Christopher I. Beckwith is known as a prolific specialist in historical linguistics—see, for example, his recent work, Medieval Tibeto-Burman Languages III (2008). He has tackled historical subjects in the past, and his most notable work in that field is the highly regarded The Tibetan Empire in Central Asia: A History of the Struggle for Great Power among Tibetans, Turks, Arabs, and Chinese during the Early Middle Ages (1987). The present volume, an ambitious study of 5,000 years of Central Eurasian history, represents a bold departure from his previous work. At the onset, Beckwith sets out a number of objectives. Following a passionate rejection of “Modernism and its hyper-Modern mutation, Postmodernism” (p. x), he announces his intention “to write a realistic, objective view of the history of Central Eurasia” (p. xii) from the Bronze Age to the present, and to do so in a way that is accessible to the non-specialist. One of his more important goals is to dispel the notion that Central Eurasian peoples were “barbarians” who eked out a meager existence as pastoral nomads in the steppe as they waited for the next opportunity to invade their more “civilized” sedentary neighbors.
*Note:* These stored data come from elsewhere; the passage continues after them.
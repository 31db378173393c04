//! Wall-clock host for a shared controller.
//!
//! The controller itself runs on a virtual clock and never sleeps. A
//! [`RealtimeDriver`] owns one background thread that wakes every
//! `resolution`, measures how much real time passed, and feeds it to
//! [`PlaybackController::advance`] under the controller's mutex. Every
//! other caller goes through the same mutex, so transitions stay
//! serialised and a `pause` issued from another thread cancels the timer
//! before the driver can observe a stale tick.

use std::sync::{Arc, Condvar, Mutex, PoisonError};
use std::thread::{self, JoinHandle};
use std::time::{Duration, Instant};

use crate::controller::PlaybackController;
use crate::traits::Algorithm;

type Signal = Arc<(Mutex<bool>, Condvar)>;

/// Block for up to `timeout`; returns `true` once the stop flag is set.
fn wait_for_stop(signal: &Signal, timeout: Duration) -> bool {
    let (lock, cvar) = &**signal;
    let stopped = lock.lock().unwrap_or_else(PoisonError::into_inner);
    let (stopped, _) = cvar
        .wait_timeout_while(stopped, timeout, |stopped| !*stopped)
        .unwrap_or_else(PoisonError::into_inner);
    *stopped
}

/// Background thread advancing a shared [`PlaybackController`] in real time.
///
/// Dropping the driver stops and joins the thread.
pub struct RealtimeDriver {
    signal: Signal,
    thread: Option<JoinHandle<()>>,
}

impl RealtimeDriver {
    /// Start driving `controller`, waking every `resolution`.
    ///
    /// The thread exits on [`stop`](Self::stop), on drop, or if the
    /// controller's mutex is poisoned.
    pub fn spawn<A>(controller: Arc<Mutex<PlaybackController<A>>>, resolution: Duration) -> Self
    where
        A: Algorithm,
        PlaybackController<A>: Send + 'static,
    {
        let signal: Signal = Arc::new((Mutex::new(false), Condvar::new()));
        let thread_signal = Arc::clone(&signal);
        let resolution = resolution.max(Duration::from_millis(1));

        let thread = thread::spawn(move || {
            let mut last = Instant::now();
            let mut pending = Duration::ZERO;
            while !wait_for_stop(&thread_signal, resolution) {
                let now = Instant::now();
                pending += now - last;
                last = now;

                let whole_ms = pending.as_millis() as u64;
                if whole_ms == 0 {
                    continue;
                }
                pending -= Duration::from_millis(whole_ms);

                let Ok(mut controller) = controller.lock() else {
                    #[cfg(feature = "tracing")]
                    tracing::warn!("controller mutex poisoned; driver exiting");
                    break;
                };
                let fired = controller.advance(whole_ms);
                #[cfg(feature = "tracing")]
                {
                    if fired > 0 {
                        tracing::trace!(elapsed_ms = whole_ms, fired, "driver advanced");
                    }
                }
                #[cfg(not(feature = "tracing"))]
                let _ = fired;
            }
        });

        Self {
            signal,
            thread: Some(thread),
        }
    }

    pub fn is_running(&self) -> bool {
        self.thread.as_ref().is_some_and(|t| !t.is_finished())
    }

    /// Signal the thread and wait for it to exit.
    pub fn stop(mut self) {
        self.shutdown();
    }

    fn shutdown(&mut self) {
        {
            let (lock, cvar) = &*self.signal;
            let mut stopped = lock.lock().unwrap_or_else(PoisonError::into_inner);
            *stopped = true;
            cvar.notify_all();
        }
        if let Some(handle) = self.thread.take() {
            let _ = handle.join();
        }
    }
}

impl Drop for RealtimeDriver {
    fn drop(&mut self) {
        self.shutdown();
    }
}

#[cfg(test)]
mod tests {
    use super::*;
    use crate::algorithms::SortAlgorithm;
    use crate::builder::ControllerBuilder;
    use crate::catalog::{Catalog, Problem};
    use crate::controller::Status;

    #[test]
    fn driver_plays_to_completion_in_real_time() {
        let mut player = ControllerBuilder::new(Catalog).with_speed_ms(1).build();
        player.generate(Problem::Sort {
            algorithm: SortAlgorithm::Insertion,
            values: vec![3, 1, 2],
        });
        let total = player.total_steps();
        assert!(player.play());
        let shared = Arc::new(Mutex::new(player));
        let driver = RealtimeDriver::spawn(Arc::clone(&shared), Duration::from_millis(1));

        let deadline = Instant::now() + Duration::from_secs(5);
        loop {
            let status = shared.lock().map(|p| p.status()).unwrap();
            if status == Status::Completed || Instant::now() > deadline {
                break;
            }
            thread::sleep(Duration::from_millis(2));
        }
        driver.stop();

        let player = shared.lock().unwrap();
        assert_eq!(player.status(), Status::Completed);
        assert_eq!(player.current_index(), total);
        assert_eq!(player.live_timers(), 0);
    }

    #[test]
    fn stop_joins_an_idle_driver() {
        let shared = Arc::new(Mutex::new(PlaybackController::new(Catalog)));
        let driver = RealtimeDriver::spawn(shared, Duration::from_millis(5));
        assert!(driver.is_running());
        driver.stop();
    }
}
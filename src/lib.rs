//! Step-by-step algorithm playback.
//!
//! This crate runs textbook algorithms while recording every state-changing
//! operation as an immutable [`Step`], and lets a host scrub through the
//! recording: play at a chosen speed, pause, step forward and backward,
//! seek, reset.
//!
//! ## Core idea
//! 1. An [`Algorithm`] runs once and records a [`Trace`]: the ordered steps
//!    plus its declared result.
//! 2. The visible state after `k` steps is a pure fold of
//!    [`Algorithm::interpret`] over `trace[..k]`, starting from
//!    [`Algorithm::seed`]. Nothing is undone; going backward means replaying
//!    a shorter prefix (optionally from a [`Checkpoints`] snapshot).
//! 3. A [`PlaybackController`] owns the index, the status and a
//!    single-slot [`Scheduler`], so at most one timer ever advances it.
//!
//! ## Quick start
//! ```
//! use stepviz::{AlgorithmId, Catalog, Limits, Outcome, PlaybackController, RawInput, Status};
//!
//! let raw = RawInput { text: "AAAA".into(), pattern: "AA".into(), ..RawInput::default() };
//! let problem = AlgorithmId::Kmp.prepare(&raw, &Limits::default()).unwrap();
//!
//! let mut player = PlaybackController::new(Catalog);
//! player.generate(problem);
//! assert_eq!(player.status(), Status::Seeded);
//!
//! player.seek(usize::MAX);
//! assert_eq!(player.status(), Status::Completed);
//! assert_eq!(player.result(), Some(&Outcome::Matches(vec![0, 1, 2])));
//! assert_eq!(player.render_state().unwrap().matches, vec![0, 1, 2]);
//! ```
//!
//! ## Built-in algorithms
//! The [`Catalog`] covers:
//! - bubble, insertion, selection, merge, quick, heap, counting and radix sort
//! - edit distance, longest common subsequence, longest palindromic substring
//! - Knuth–Morris–Pratt substring search
//! - maximum subarray (Kadane), sliding-window maximum, merge intervals
//!
//! Other algorithms plug in by implementing [`Algorithm`] with their own
//! state type.
//!
//! ## Features
//! - `tracing` (default): spans around generation and replay, events on
//!   controller transitions.
//! - `parallel`: [`render::render_all`] replays every prefix on rayon's pool.
//! - `serde`: `Serialize`/`Deserialize` on steps, traces, frames and results.
//! - `probe`: builds the `trace_probe` binary.

pub mod algorithms;
pub mod builder;
pub mod catalog;
pub mod checkpoints;
pub mod controller;
pub mod driver;
pub mod error;
pub mod frame;
pub mod render;
pub mod scheduler;
pub mod step;
pub mod trace;
pub mod traits;
pub mod utils;
pub mod validate;

pub use crate::algorithms::edit_distance::EditOp;
pub use crate::algorithms::intervals::Interval;
pub use crate::algorithms::{AlgorithmId, InputFamily, SortAlgorithm};
pub use crate::builder::ControllerBuilder;
pub use crate::catalog::{Catalog, Outcome, Problem};
pub use crate::checkpoints::Checkpoints;
pub use crate::controller::{Checkpointing, PlaybackConfig, PlaybackController, Status};
pub use crate::driver::RealtimeDriver;
pub use crate::error::InputError;
pub use crate::frame::{Frame, Table};
pub use crate::scheduler::{Scheduler, Tick, TimerHandle};
pub use crate::step::{Choice, CmpOp, DequeEnd, Op, Step, StepKind};
pub use crate::trace::Trace;
pub use crate::traits::Algorithm;
pub use crate::validate::{Limits, RawInput};
//! Longest common subsequence.
//!
//! Same table layout as edit distance: rows follow `left`, columns follow
//! `right`, borders are the empty-prefix base case. The backtrack phase
//! runs from `(n, m)` to `(0, 0)`, following the border once it reaches it.

use crate::step::{Choice, Op};
use crate::trace::{Recorder, Trace};

#[derive(Debug, Clone, PartialEq, Eq)]
pub struct LcsResult {
    pub length: usize,
    pub subsequence: String,
}

pub fn lcs(left: &str, right: &str) -> Trace<LcsResult> {
    let a: Vec<char> = left.chars().collect();
    let b: Vec<char> = right.chars().collect();
    let (n, m) = (a.len(), b.len());
    let mut rec = Recorder::new();
    if n == 0 && m == 0 {
        return rec.finish(LcsResult {
            length: 0,
            subsequence: String::new(),
        });
    }

    let mut len = vec![vec![0i64; m + 1]; n + 1];
    let mut from = vec![vec![Choice::Base; m + 1]; n + 1];

    for j in 0..=m {
        rec.push(
            Op::TableWrite {
                row: 0,
                col: j,
                value: 0,
                choice: Choice::Base,
            },
            format!("L[0][{j}] = 0: empty prefix"),
        );
    }
    for i in 1..=n {
        rec.push(
            Op::TableWrite {
                row: i,
                col: 0,
                value: 0,
                choice: Choice::Base,
            },
            format!("L[{i}][0] = 0: empty prefix"),
        );
        for j in 1..=m {
            let (value, choice, why) = if a[i - 1] == b[j - 1] {
                (
                    len[i - 1][j - 1] + 1,
                    Choice::Match,
                    format!("'{}' matches, extend the diagonal", a[i - 1]),
                )
            } else if len[i - 1][j] >= len[i][j - 1] {
                (len[i - 1][j], Choice::SkipUp, "take the cell above".to_string())
            } else {
                (len[i][j - 1], Choice::SkipLeft, "take the cell to the left".to_string())
            };
            len[i][j] = value;
            from[i][j] = choice;
            rec.push(
                Op::TableWrite {
                    row: i,
                    col: j,
                    value,
                    choice,
                },
                format!("L[{i}][{j}] = {value}: {why}"),
            );
        }
    }

    let mut picked = Vec::new();
    let (mut i, mut j) = (n, m);
    loop {
        let choice = from[i][j];
        rec.push(
            Op::Backtrack {
                row: i,
                col: j,
                choice,
            },
            format!("Backtrack through ({i}, {j}): {choice:?}"),
        );
        match choice {
            Choice::Match => {
                picked.push(a[i - 1]);
                i -= 1;
                j -= 1;
            }
            Choice::SkipUp => i -= 1,
            Choice::SkipLeft => j -= 1,
            // border cells walk straight to the origin
            _ if i > 0 => i -= 1,
            _ if j > 0 => j -= 1,
            _ => break,
        }
    }
    picked.reverse();
    rec.finish(LcsResult {
        length: len[n][m] as usize,
        subsequence: picked.into_iter().collect(),
    })
}

#[cfg(test)]
mod tests {
    use super::*;
    use crate::step::StepKind;

    #[test]
    fn classic_pair() {
        let trace = lcs("ABCBDAB", "BDCABA");
        assert_eq!(trace.result().length, 4);
        assert_eq!(trace.result().subsequence.len(), 4);
        assert_eq!(trace.count(StepKind::TableWrite), 8 * 7);
    }

    #[test]
    fn subsequence_is_common() {
        let trace = lcs("AGGTAB", "GXTXAYB");
        let sub = &trace.result().subsequence;
        assert_eq!(sub, "GTAB");
        for text in ["AGGTAB", "GXTXAYB"] {
            let mut it = text.chars();
            assert!(sub.chars().all(|c| it.any(|x| x == c)), "{sub} in {text}");
        }
    }

    #[test]
    fn disjoint_alphabets() {
        let trace = lcs("abc", "xyz");
        assert_eq!(trace.result().length, 0);
        assert!(trace.result().subsequence.is_empty());
        assert_eq!(
            trace.steps().last().map(|s| s.kind()),
            Some(StepKind::Backtrack)
        );
    }

    #[test]
    fn backtrack_follows_the_border_to_origin() {
        let trace = lcs("XAB", "AB");
        let path: Vec<(usize, usize, Choice)> = trace
            .iter()
            .filter_map(|s| match s.op {
                Op::Backtrack { row, col, choice } => Some((row, col, choice)),
                _ => None,
            })
            .collect();
        assert_eq!(
            path,
            vec![
                (3, 2, Choice::Match),
                (2, 1, Choice::Match),
                (1, 0, Choice::Base),
                (0, 0, Choice::Base),
            ]
        );
        assert_eq!(trace.result().subsequence, "AB");
    }

    #[test]
    fn one_sided_input_walks_the_top_row() {
        let trace = lcs("", "ab");
        let last = trace.steps().last().map(|s| s.op.clone());
        assert_eq!(
            last,
            Some(Op::Backtrack {
                row: 0,
                col: 0,
                choice: Choice::Base
            })
        );
        assert_eq!(trace.count(StepKind::Backtrack), 3);
    }
}
//! Distribution sorts: counting sort and LSD radix sort.
//!
//! Both work on offset keys `value - min`, so negative inputs need no special
//! casing. Counting sort switches to one slot per distinct value when the
//! range is too wide for a dense histogram. The histogram and the buckets
//! live in the render frame as well; [`counting_slots`] tells the seed how
//! many histogram slots to allocate.

use std::collections::VecDeque;

use crate::trace::{ArrayRecorder, Trace};
use crate::utils::decimal_digits;

const RADIX: usize = 10;

/// Offset key of `value` relative to `min`, saturating on absurd ranges.
#[inline]
fn key(value: i64, min: i64) -> u64 {
    u64::try_from(i128::from(value) - i128::from(min)).unwrap_or(u64::MAX)
}

/// Widest value range that gets one histogram slot per possible value.
pub const MAX_OFFSET_SLOTS: usize = 1 << 16;

/// How values map to histogram slots.
enum Slots {
    /// Slot `value - min`; every value in `min..=max` has a slot.
    Offset { min: i64, len: usize },
    /// Slot = rank among the distinct values; used when the range is too
    /// wide to allocate.
    Ranked(Vec<i64>),
}

impl Slots {
    fn plan(values: &[i64]) -> Option<Self> {
        let min = *values.iter().min()?;
        let max = *values.iter().max()?;
        match usize::try_from(key(max, min)) {
            Ok(span) if span < MAX_OFFSET_SLOTS => Some(Slots::Offset { min, len: span + 1 }),
            _ => {
                let mut distinct = values.to_vec();
                distinct.sort_unstable();
                distinct.dedup();
                Some(Slots::Ranked(distinct))
            }
        }
    }

    fn len(&self) -> usize {
        match self {
            Slots::Offset { len, .. } => *len,
            Slots::Ranked(distinct) => distinct.len(),
        }
    }

    fn slot(&self, value: i64) -> usize {
        match self {
            Slots::Offset { min, .. } => key(value, *min) as usize,
            Slots::Ranked(distinct) => distinct.partition_point(|&d| d < value),
        }
    }

    fn value(&self, slot: usize) -> i64 {
        match self {
            Slots::Offset { min, .. } => min + slot as i64,
            Slots::Ranked(distinct) => distinct[slot],
        }
    }
}

/// Number of histogram slots counting sort needs for `values`.
///
/// One per value in `min..=max`, or one per distinct value once that range
/// reaches [`MAX_OFFSET_SLOTS`].
pub fn counting_slots(values: &[i64]) -> usize {
    Slots::plan(values).map_or(0, |slots| slots.len())
}

/// Number of radix buckets (one per decimal digit).
pub fn radix_buckets() -> usize {
    RADIX
}

/// Counting sort: one `Count` per element, then one `Place` per output slot
/// in ascending key order.
pub fn counting(values: &[i64]) -> Trace<Vec<i64>> {
    let mut rec = ArrayRecorder::new(values);
    let Some(slots) = Slots::plan(values) else {
        let (rec, out) = rec.into_parts();
        return rec.finish(out);
    };
    if values.len() == 1 {
        rec.mark_sorted(0);
        let (rec, out) = rec.into_parts();
        return rec.finish(out);
    }

    let mut counts = vec![0usize; slots.len()];
    for index in 0..rec.len() {
        let slot = slots.slot(rec.get(index));
        rec.count(index, slot);
        counts[slot] += 1;
    }

    let mut k = 0;
    for (slot, &count) in counts.iter().enumerate() {
        let value = slots.value(slot);
        for _ in 0..count {
            rec.place(k, value);
            k += 1;
        }
    }
    rec.mark_all_sorted(&[]);
    let (rec, out) = rec.into_parts();
    rec.finish(out)
}

/// LSD radix sort in base 10. Each pass deals every element into the bucket
/// of its current digit, then collects the buckets front to back, which
/// keeps equal digits in arrival order.
pub fn radix(values: &[i64]) -> Trace<Vec<i64>> {
    let mut rec = ArrayRecorder::new(values);
    let Some(&min) = values.iter().min() else {
        let (rec, out) = rec.into_parts();
        return rec.finish(out);
    };
    if values.len() == 1 {
        rec.mark_sorted(0);
        let (rec, out) = rec.into_parts();
        return rec.finish(out);
    }

    let max_key = values.iter().map(|&v| key(v, min)).max().unwrap_or(0);
    let passes = decimal_digits(max_key);
    let mut buckets: Vec<VecDeque<i64>> = vec![VecDeque::new(); RADIX];

    for pass in 0..passes {
        let divisor = 10u64.pow(pass);
        for index in 0..rec.len() {
            let value = rec.get(index);
            let bucket = ((key(value, min) / divisor) % RADIX as u64) as usize;
            rec.bucket_assign(index, bucket, pass);
            buckets[bucket].push_back(value);
        }
        let mut k = 0;
        for (bucket, queue) in buckets.iter_mut().enumerate() {
            while let Some(value) = queue.pop_front() {
                rec.collect(bucket, k, value);
                k += 1;
            }
        }
    }
    rec.mark_all_sorted(&[]);
    let (rec, out) = rec.into_parts();
    rec.finish(out)
}
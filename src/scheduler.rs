//! Single-slot repeating timer on a virtual clock.
//!
//! The scheduler never sleeps. The host reports elapsed time through
//! [`Scheduler::advance`], which returns the ticks that came due. Each tick
//! carries the epoch of the handle that produced it; [`Scheduler::cancel`]
//! bumps the epoch, so a tick obtained before a cancellation is recognisably
//! stale and the controller ignores it.
//!
//! There is at most one armed handle at any time: [`Scheduler::start`]
//! cancels whatever was armed before arming the new one.

/// Token for the armed handle returned by [`Scheduler::start`].
#[derive(Debug, Clone, Copy, PartialEq, Eq, Hash)]
pub struct TimerHandle {
    epoch: u64,
}

impl TimerHandle {
    #[inline]
    pub fn epoch(&self) -> u64 {
        self.epoch
    }
}

/// One firing of a timer handle.
#[derive(Debug, Clone, Copy, PartialEq, Eq, Hash)]
pub struct Tick {
    epoch: u64,
    /// Virtual time the tick was due at, in milliseconds.
    pub due_ms: u64,
}

impl Tick {
    #[inline]
    pub fn epoch(&self) -> u64 {
        self.epoch
    }
}

#[derive(Debug, Clone, Copy)]
struct Armed {
    epoch: u64,
    interval_ms: u64,
    next_due_ms: u64,
}

#[derive(Debug, Default)]
pub struct Scheduler {
    now_ms: u64,
    epoch: u64,
    slot: Option<Armed>,
}

impl Scheduler {
    pub fn new() -> Self {
        Self::default()
    }

    /// Current virtual time in milliseconds.
    #[inline]
    pub fn now_ms(&self) -> u64 {
        self.now_ms
    }

    #[inline]
    pub fn epoch(&self) -> u64 {
        self.epoch
    }

    /// Arm a repeating timer firing every `interval_ms` (at least 1 ms),
    /// first at `now + interval`. Any previously armed handle is cancelled.
    pub fn start(&mut self, interval_ms: u64) -> TimerHandle {
        self.cancel();
        let interval_ms = interval_ms.max(1);
        self.slot = Some(Armed {
            epoch: self.epoch,
            interval_ms,
            next_due_ms: self.now_ms.saturating_add(interval_ms),
        });
        #[cfg(feature = "tracing")]
        tracing::trace!(epoch = self.epoch, interval_ms, "timer armed");
        TimerHandle { epoch: self.epoch }
    }

    /// Disarm the current handle. Every tick handed out so far becomes stale.
    /// Calling this with nothing armed still advances the epoch.
    pub fn cancel(&mut self) {
        if self.slot.take().is_some() {
            #[cfg(feature = "tracing")]
            tracing::trace!(epoch = self.epoch, "timer cancelled");
        }
        self.epoch += 1;
    }

    /// Change the period of the armed handle. The tick already scheduled
    /// keeps its due time; the new period applies from the one after it.
    pub fn set_interval(&mut self, interval_ms: u64) {
        if let Some(armed) = self.slot.as_mut() {
            armed.interval_ms = interval_ms.max(1);
        }
    }

    pub fn interval_ms(&self) -> Option<u64> {
        self.slot.map(|a| a.interval_ms)
    }

    /// Due time of the next tick, if armed.
    pub fn next_due_ms(&self) -> Option<u64> {
        self.slot.map(|a| a.next_due_ms)
    }

    /// Move the clock forward and return the ticks that came due, oldest
    /// first, at most `max_ticks` of them.
    ///
    /// Due ticks beyond `max_ticks` are skipped: the next due time still
    /// moves past the new clock, so a long stall never queues a backlog.
    /// Once the next due time would overflow it stays pinned at `u64::MAX`.
    pub fn advance(&mut self, elapsed_ms: u64, max_ticks: usize) -> Vec<Tick> {
        self.now_ms = self.now_ms.saturating_add(elapsed_ms);
        let Some(armed) = self.slot.as_mut() else {
            return Vec::new();
        };
        if armed.next_due_ms > self.now_ms {
            return Vec::new();
        }

        let first = armed.next_due_ms;
        let interval = armed.interval_ms;
        let came_due = (self.now_ms - first) / interval + 1;
        let delivered = usize::try_from(came_due).map_or(max_ticks, |n| n.min(max_ticks));

        let mut due = Vec::with_capacity(delivered);
        let mut due_ms = first;
        for _ in 0..delivered {
            due.push(Tick {
                epoch: armed.epoch,
                due_ms,
            });
            match due_ms.checked_add(interval) {
                Some(next) => due_ms = next,
                None => break,
            }
        }
        armed.next_due_ms = came_due
            .checked_mul(interval)
            .and_then(|span| first.checked_add(span))
            .unwrap_or(u64::MAX);

        #[cfg(feature = "tracing")]
        {
            if (due.len() as u64) < came_due {
                tracing::trace!(came_due, delivered = due.len(), "ticks past the cap skipped");
            }
        }
        due
    }

    /// Whether `tick` belongs to the currently armed handle.
    #[inline]
    pub fn is_current(&self, tick: &Tick) -> bool {
        self.slot.is_some_and(|a| a.epoch == tick.epoch)
    }

    /// The tick the armed handle would deliver next, without moving the clock.
    pub fn peek(&self) -> Option<Tick> {
        self.slot.map(|a| Tick {
            epoch: a.epoch,
            due_ms: a.next_due_ms,
        })
    }

    #[inline]
    pub fn is_armed(&self) -> bool {
        self.slot.is_some()
    }

    /// Number of live handles; always 0 or 1.
    #[inline]
    pub fn live_handles(&self) -> usize {
        usize::from(self.slot.is_some())
    }
}
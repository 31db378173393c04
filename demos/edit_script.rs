//! Example: scrub an edit-distance trace and print the DP table.
//!
//! Run with:
//! `cargo run --example edit_script -- kitten sitting`

use stepviz::{
    AlgorithmId, Catalog, Checkpointing, ControllerBuilder, EditOp, Frame, Limits, Outcome,
    RawInput,
};

fn main() {
    let mut args = std::env::args().skip(1);
    let raw = RawInput {
        text: args.next().unwrap_or_else(|| "kitten".to_string()),
        pattern: args.next().unwrap_or_else(|| "sitting".to_string()),
        ..RawInput::default()
    };
    let problem = match AlgorithmId::EditDistance.prepare(&raw, &Limits::default()) {
        Ok(problem) => problem,
        Err(err) => {
            eprintln!("edit_script: {err}");
            std::process::exit(2);
        }
    };

    let mut player = ControllerBuilder::new(Catalog)
        .with_checkpoints(Checkpointing::Auto)
        .build();
    player.generate(problem);
    let total = player.total_steps();

    // halfway through the fill, then the finished table
    for index in [total / 2, total] {
        player.seek(index);
        println!("after {index}/{total} steps:");
        if let Some(frame) = player.render_state() {
            print_table(frame);
        }
        println!();
    }

    if let Some(Outcome::EditDistance { distance, script }) = player.result() {
        println!("distance {distance}");
        for op in script {
            match op {
                EditOp::Insert(c) => println!("  insert '{c}'"),
                EditOp::Delete(c) => println!("  delete '{c}'"),
                EditOp::Substitute { from, to } => println!("  substitute '{from}' -> '{to}'"),
            }
        }
    }
}

fn print_table(frame: &Frame) {
    let table = &frame.table;
    print!("      ");
    for c in &frame.pattern {
        print!("{c:>3}");
    }
    println!();
    for row in 0..table.rows() {
        let label = row
            .checked_sub(1)
            .and_then(|i| frame.text.get(i))
            .copied()
            .unwrap_or(' ');
        print!("{label:>3}");
        for col in 0..table.cols() {
            let on_path = frame.path.contains(&(row, col));
            match table.get(row, col) {
                Some(v) if on_path => print!("{:>3}", format!("*{v}")),
                Some(v) => print!("{v:>3}"),
                None => print!("  ."),
            }
        }
        println!();
    }
}
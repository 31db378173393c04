//! Render state for the built-in algorithms.
//!
//! A [`Frame`] is what a renderer reads: the primary data (array, strings or
//! interval list), classification sets for highlighting, and the auxiliary
//! structures specific to each algorithm family. Fields an algorithm does not
//! use stay empty.

use std::collections::VecDeque;

use crate::algorithms::intervals::Interval;
use crate::step::Choice;

/// Dense DP table of optional cells (unwritten cells are `None`).
#[derive(Debug, Clone, Default, PartialEq, Eq)]
#[cfg_attr(feature = "serde", derive(serde::Serialize, serde::Deserialize))]
pub struct Table {
    rows: usize,
    cols: usize,
    cells: Vec<Option<i64>>,
    choices: Vec<Option<Choice>>,
}

impl Table {
    pub fn new(rows: usize, cols: usize) -> Self {
        Self {
            rows,
            cols,
            cells: vec![None; rows * cols],
            choices: vec![None; rows * cols],
        }
    }

    #[inline]
    pub fn rows(&self) -> usize {
        self.rows
    }

    #[inline]
    pub fn cols(&self) -> usize {
        self.cols
    }

    pub fn get(&self, row: usize, col: usize) -> Option<i64> {
        if row < self.rows && col < self.cols {
            self.cells[row * self.cols + col]
        } else {
            None
        }
    }

    pub fn choice(&self, row: usize, col: usize) -> Option<Choice> {
        if row < self.rows && col < self.cols {
            self.choices[row * self.cols + col]
        } else {
            None
        }
    }

    /// Writes outside the table are ignored.
    pub fn set(&mut self, row: usize, col: usize, value: i64, choice: Choice) {
        if row < self.rows && col < self.cols {
            self.cells[row * self.cols + col] = Some(value);
            self.choices[row * self.cols + col] = Some(choice);
        }
    }

    /// Number of cells written so far.
    pub fn filled(&self) -> usize {
        self.cells.iter().filter(|c| c.is_some()).count()
    }
}

/// Snapshot of everything visible after a prefix of a trace.
#[derive(Debug, Clone, Default, PartialEq, Eq)]
#[cfg_attr(feature = "serde", derive(serde::Serialize, serde::Deserialize))]
pub struct Frame {
    /// Primary array for sorting and array problems.
    pub values: Vec<i64>,
    /// First (or only) string for string problems.
    pub text: Vec<char>,
    /// Second string: the pattern for KMP, the target for edit distance / LCS.
    pub pattern: Vec<char>,
    pub intervals: Vec<Interval>,

    /// Positions touched by the latest step. Cleared before every step.
    pub active: Vec<usize>,
    /// Positions compared by the latest step. Cleared before every step.
    pub comparing: Vec<usize>,
    /// DP cell addressed by the latest step. Cleared before every step.
    pub cell: Option<(usize, usize)>,
    /// Positions known to be finished (sorted / matched / emitted), in the
    /// order they were reported, without duplicates.
    pub done: Vec<usize>,
    pub pivot: Option<usize>,

    pub counts: Vec<usize>,
    pub buckets: Vec<VecDeque<i64>>,
    pub table: Table,
    /// Backtracked DP cells, from the final cell towards the origin.
    pub path: Vec<(usize, usize)>,
    /// Indices into `values` currently held by the monotonic deque.
    pub deque: VecDeque<usize>,
    pub lps: Vec<Option<usize>>,
    /// Text offset of the pattern's first character (KMP).
    pub alignment: Option<usize>,
    pub matches: Vec<usize>,
    /// Values emitted so far (window maxima).
    pub output: Vec<i64>,
    pub merged: Vec<Interval>,
    /// Highlighted inclusive range (best subarray, current window, palindrome).
    pub range: Option<(usize, usize)>,
    pub sum: Option<i64>,
    pub best: Option<i64>,
}

impl Frame {
    pub fn with_values(values: &[i64]) -> Self {
        Self {
            values: values.to_vec(),
            ..Self::default()
        }
    }

    pub fn with_strings(text: &str, pattern: &str) -> Self {
        Self {
            text: text.chars().collect(),
            pattern: pattern.chars().collect(),
            ..Self::default()
        }
    }

    pub fn with_intervals(intervals: &[Interval]) -> Self {
        Self {
            intervals: intervals.to_vec(),
            ..Self::default()
        }
    }

    /// Append to `done` unless already present.
    pub(crate) fn mark_done(&mut self, index: usize) {
        if !self.done.contains(&index) {
            self.done.push(index);
        }
    }

    pub fn is_done(&self, index: usize) -> bool {
        self.done.contains(&index)
    }
}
Throughout the volume he mounts a vigorous defense of the Central Eurasians, and in this regard he goes so far as to turn the received wisdom on its head: “Recognition of the struggles of the Central Eurasian peoples against the more than two-millennia-long mistreatment by their peripheral neighbors is long overdue. The warriors of Central Eurasia were not barbarians. They were heroes, and the epics of their peoples sing their undying fame” (p. xxv).